INPUT FOR THIS TASK Start Marker

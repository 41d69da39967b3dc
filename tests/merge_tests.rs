//! Integration tests for merging cubes and reducing cube geometry.

use dxseis::merge::{join_cubes, reduce_cube_geometry, NoProgress, ProgressSink};
use dxseis::prelude::*;

use tempfile::TempDir;

/// Log output for failing tests, controlled by `RUST_LOG`.
fn init_logging() {
    let _ = tracing_subscriber::fmt()
        .with_env_filter(tracing_subscriber::EnvFilter::from_default_env())
        .with_test_writer()
        .try_init();
}

/// Write a cube file where every trace holds a constant value.
fn write_constant_cube(
    dir: &TempDir,
    name: &str,
    origin: DVec3,
    n_i: u32,
    n_x: u32,
    axis: TimeAxis,
    value: f32,
) -> std::path::PathBuf {
    let path = dir.path().join(name);
    let geometry = GridGeometry::new(origin, DVec2::new(1.0, 0.0), DVec2::new(0.0, 1.0), n_i, n_x);
    let mut w = CubeWriter::create(&path, geometry, axis).expect("Failed to create cube");
    let trace = vec![value; axis.n_samples as usize];
    for inl in 0..n_i {
        for xln in 0..n_x {
            w.write_trace_at(inl, xln, &trace).expect("Failed to write trace");
        }
    }
    path
}

#[test]
fn test_self_merge_reproduces_cube() {
    init_logging();
    let dir = TempDir::new().unwrap();
    let axis = TimeAxis::new(100.0, 2.0, 3);
    let a = write_constant_cube(&dir, "a.dx", DVec3::new(0.0, 0.0, 100.0), 2, 2, axis, 5.0);
    let out = dir.path().join("out.dx");

    let report = join_cubes(&[&a, &a], &out, &mut NoProgress).expect("Merge failed");
    assert_eq!(report.n_total, 4);
    assert_eq!(report.n_from_cubes, 4);

    let mut merged = CubeReader::open(&out).unwrap();
    let mut original = CubeReader::open(&a).unwrap();
    assert_eq!(merged.geometry(), original.geometry());
    assert_eq!(merged.time_axis(), original.time_axis());
    for inl in 0..2 {
        for xln in 0..2 {
            assert_eq!(
                merged.trace_at(inl, xln).unwrap(),
                original.trace_at(inl, xln).unwrap(),
                "trace ({inl}, {xln})"
            );
        }
    }
}

#[test]
fn test_disjoint_cubes_leave_undefined_gap() {
    init_logging();
    let dir = TempDir::new().unwrap();
    let axis = TimeAxis::new(100.0, 2.0, 3);
    let a = write_constant_cube(&dir, "a.dx", DVec3::new(0.0, 0.0, 100.0), 1, 1, axis, 1.0);
    let b = write_constant_cube(&dir, "b.dx", DVec3::new(10.0, 0.0, 100.0), 1, 1, axis, 2.0);
    let out = dir.path().join("out.dx");

    let report = join_cubes(&[&a, &b], &out, &mut NoProgress).unwrap();
    // output grid spans both cubes: 11 x 1 cells
    assert_eq!(report.n_total, 11);
    assert_eq!(report.n_from_cubes, 2);

    let mut merged = CubeReader::open(&out).unwrap();
    assert_eq!(merged.geometry().n_i(), 11);
    assert_eq!(merged.geometry().n_x(), 1);
    assert_eq!(merged.trace_at(0, 0).unwrap(), vec![1.0; 3]);
    assert_eq!(merged.trace_at(10, 0).unwrap(), vec![2.0; 3]);
    // at least one fully-undefined cell between the two footprints
    assert!(merged.trace_at(5, 0).unwrap().iter().all(|&v| is_undefined(v)));
}

#[test]
fn test_earlier_cube_wins_on_overlap() {
    let dir = TempDir::new().unwrap();
    let axis = TimeAxis::new(100.0, 2.0, 3);
    let a = write_constant_cube(&dir, "a.dx", DVec3::new(0.0, 0.0, 100.0), 2, 2, axis, 5.0);
    let b = write_constant_cube(&dir, "b.dx", DVec3::new(0.0, 0.0, 100.0), 2, 2, axis, 7.0);
    let out = dir.path().join("out.dx");

    join_cubes(&[&a, &b], &out, &mut NoProgress).unwrap();
    let mut merged = CubeReader::open(&out).unwrap();
    for inl in 0..2 {
        for xln in 0..2 {
            assert_eq!(merged.trace_at(inl, xln).unwrap(), vec![5.0; 3]);
        }
    }
}

#[test]
fn test_undefined_first_sample_falls_through_to_next_cube() {
    let dir = TempDir::new().unwrap();
    let axis = TimeAxis::new(100.0, 2.0, 3);
    let origin = DVec3::new(0.0, 0.0, 100.0);

    // cube a covers the cell but its trace reads as undefined
    let a = dir.path().join("a.dx");
    {
        let geometry = GridGeometry::new(origin, DVec2::new(1.0, 0.0), DVec2::new(0.0, 1.0), 1, 1);
        let mut w = CubeWriter::create(&a, geometry, axis).unwrap();
        w.write_trace_at(0, 0, &[UNDEF, 1.0, 1.0]).unwrap();
    }
    let b = write_constant_cube(&dir, "b.dx", origin, 1, 1, axis, 7.0);
    let out = dir.path().join("out.dx");

    let report = join_cubes(&[&a, &b], &out, &mut NoProgress).unwrap();
    assert_eq!(report.n_from_cubes, 1);

    let mut merged = CubeReader::open(&out).unwrap();
    assert_eq!(merged.trace_at(0, 0).unwrap(), vec![7.0; 3]);
}

#[test]
fn test_merge_resamples_coarser_axis() {
    let dir = TempDir::new().unwrap();
    let coarse = TimeAxis::new(100.0, 4.0, 2);
    let fine = TimeAxis::new(100.0, 2.0, 3);

    // cube a: two samples 1.0 and 3.0, four time units apart
    let a = dir.path().join("a.dx");
    {
        let geometry = GridGeometry::new(
            DVec3::new(0.0, 0.0, 100.0),
            DVec2::new(1.0, 0.0),
            DVec2::new(0.0, 1.0),
            1,
            1,
        );
        let mut w = CubeWriter::create(&a, geometry, coarse).unwrap();
        w.write_trace_at(0, 0, &[1.0, 3.0]).unwrap();
    }
    let b = write_constant_cube(&dir, "b.dx", DVec3::new(5.0, 0.0, 100.0), 1, 1, fine, 7.0);
    let out = dir.path().join("out.dx");

    let report = join_cubes(&[&a, &b], &out, &mut NoProgress).unwrap();
    assert_eq!(report.n_from_cubes, 2);

    let mut merged = CubeReader::open(&out).unwrap();
    // joint axis takes the finer step; the coarse trace is interpolated
    assert_eq!(merged.time_axis(), TimeAxis::new(100.0, 2.0, 3));
    assert_eq!(merged.trace_at(0, 0).unwrap(), vec![1.0, 2.0, 3.0]);
    assert_eq!(merged.trace_at(5, 0).unwrap(), vec![7.0; 3]);
}

#[test]
fn test_reduce_cube_geometry_keeps_target_grid() {
    let dir = TempDir::new().unwrap();
    let axis = TimeAxis::new(100.0, 2.0, 3);
    let target = write_constant_cube(&dir, "target.dx", DVec3::new(0.0, 0.0, 100.0), 2, 2, axis, 9.0);
    let source = write_constant_cube(&dir, "source.dx", DVec3::new(0.0, 0.0, 100.0), 1, 1, axis, 3.0);
    let out = dir.path().join("out.dx");

    let report = reduce_cube_geometry(&target, &source, &out, &mut NoProgress).unwrap();
    assert_eq!(report.n_total, 4);
    assert_eq!(report.n_from_cubes, 1);

    let mut merged = CubeReader::open(&out).unwrap();
    let target = CubeReader::open(&target).unwrap();
    assert_eq!(merged.geometry(), target.geometry());
    assert_eq!(merged.time_axis(), target.time_axis());
    // only the source-covered cell carries data
    assert_eq!(merged.trace_at(0, 0).unwrap(), vec![3.0; 3]);
    assert!(merged.trace_at(1, 1).unwrap().iter().all(|&v| is_undefined(v)));
}

#[test]
fn test_progress_is_reported_per_cell() {
    struct Counting(Vec<(u64, u64)>);
    impl ProgressSink for Counting {
        fn report(&mut self, current: u64, total: u64) {
            self.0.push((current, total));
        }
    }

    let dir = TempDir::new().unwrap();
    let axis = TimeAxis::new(100.0, 2.0, 2);
    let a = write_constant_cube(&dir, "a.dx", DVec3::new(0.0, 0.0, 100.0), 2, 3, axis, 1.0);
    let out = dir.path().join("out.dx");

    let mut progress = Counting(Vec::new());
    join_cubes(&[&a], &out, &mut progress).unwrap();
    assert_eq!(progress.0.len(), 6);
    assert_eq!(progress.0.first(), Some(&(1, 6)));
    assert_eq!(progress.0.last(), Some(&(6, 6)));
}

INPUT FOR THIS TASK End Marker

**WORK INSTRUCTION:**
The answer is the records above restated word for word from their opening line through the line that holds "use tempfile::TempDir;", both included, and nothing else.

**TASK RESULT:**
repository 41d69da39967b3dc
filename tests/merge_tests.rs
//! Integration tests for merging cubes and reducing cube geometry.

use dxseis::merge::{join_cubes, reduce_cube_geometry, NoProgress, ProgressSink};
use dxseis::prelude::*;

use tempfile::TempDir;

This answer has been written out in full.